Cartas de los lectores

Negligencia en el parque zoológico

06.06.2016 | 00:24

Recientemente, abatían a dos leones de veintidós años en el parque zoológico de Santiago de Chile, para rescatar a un desequilibrado que se adentró en el interior de la jaula donde permanecían los animales.

¿Por qué no dispararon dardos tranquilizantes? ¿Cómo pudo acceder el suicida e introducirse en la jaula donde se encontraban los leones? ¿Qué medidas de seguridad tiene el zoológico en sus instalaciones? En todo caso, lo que más me llamó la atención fueron las declaraciones que pronunció la directora del zoológico: "El tirador decidió salvar la vida de la persona y lamentablemente tuvimos que sacrificar a dos miembros de nuestra familia. Estamos muy dolidos y muy consternados". Mi familia... ¿Realmente alguien sacrificaría a dos miembros de su familia para salvar la vida de un enajenado que decide suicidarse?

Por desgracia, no es la primera ni será la ultima vez que sucedan estas negligencias dentro de las instalaciones de los parques zoológicos. Ahora le ha a tocado el turno a Harambe, un gorila de llanura de diecisiete años que vivía en las instalaciones del parque zoológico de Cincinnati. La tragedia se repite... En esta ocasión, fue un niño de cuatro años quien cayó de una altura de tres metros en la fosa donde se encontraba Harambe. Para los neófitos del tema destacaremos que los gorilas son unos animales pacíficos, conscientes de su fuerza, pero no más lejos de la realidad que el famoso dicho "mucho ruido y pocas nueces", así son nuestros parientes cercanos.

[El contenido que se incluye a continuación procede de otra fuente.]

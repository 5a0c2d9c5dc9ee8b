use std::collections::btree_map::Entry;

use tradernotes_models::cache_schema::CacheFile;
use tradernotes_models::{Position, TraderId, TraderRecord};

/// In-memory trader cache for the current world session.
///
/// Records are only ever added or updated; the whole map is replaced
/// when a new session loads its cache file.
#[derive(Debug, Clone, Default, PartialEq)]
pub struct TraderRegistry {
    records: CacheFile,
}

impl TraderRegistry {
    pub fn new() -> Self {
        Self::default()
    }

    pub fn get(&self, id: TraderId) -> Option<&TraderRecord> {
        self.records.get(&id)
    }

    pub fn contains(&self, id: TraderId) -> bool {
        self.records.contains_key(&id)
    }

    /// Existing record for `id`, or a new one built by `create`.
    pub fn get_or_insert_with(
        &mut self,
        id: TraderId,
        create: impl FnOnce() -> TraderRecord,
    ) -> &mut TraderRecord {
        match self.records.entry(id) {
            Entry::Occupied(entry) => entry.into_mut(),
            Entry::Vacant(entry) => {
                tracing::debug!(trader_id = %id, "Tracking new trader");
                entry.insert(create())
            }
        }
    }

    /// Move a known trader. Unknown ids are ignored; returns whether a record was touched.
    pub fn update_position(&mut self, id: TraderId, position: Position) -> bool {
        match self.records.get_mut(&id) {
            Some(record) => {
                record.position = position;
                true
            }
            None => false,
        }
    }

    /// Records whose offers have been captured at least once.
    pub fn discovered(&self) -> impl Iterator<Item = &TraderRecord> {
        self.records.values().filter(|r| r.discovered)
    }

    pub fn len(&self) -> usize {
        self.records.len()
    }

    pub fn is_empty(&self) -> bool {
        self.records.is_empty()
    }

    pub fn clear(&mut self) {
        self.records.clear();
    }

    pub fn replace_all(&mut self, records: CacheFile) {
        self.records = records;
    }

    pub fn records(&self) -> &CacheFile {
        &self.records
    }
}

En ningún momento, aparte del ser arrastrado por el agua para ponerlo a salvo, se aprecia en las imágenes obtenidas que el niño estuviese en peligro o que corriese riesgo alguno, pero aun así optaron por abatir al gorila, algo que solo se explica por el gran desconocimiento que los empleados del zoológico tienen sobre estos protectores animales.

El verdadero peligro para el niño estuvo en acudir al parque zoológico acompañado de unos padres o tutores irresponsables, que se descuidaron en su responsabilidad y cuidado y en un parque que no cumple con las medidas de seguridad necesarias, tanto para las personas como para el buen cuidado de los propios animales.

Es lamentable que unos animales que viven en esas cárceles, mal llamadas parques, prisioneros de la maldad y la codicia humana además de por la ignorancia de quienes los visitan, terminen sus vidas de una forma tan cruel y denigrante.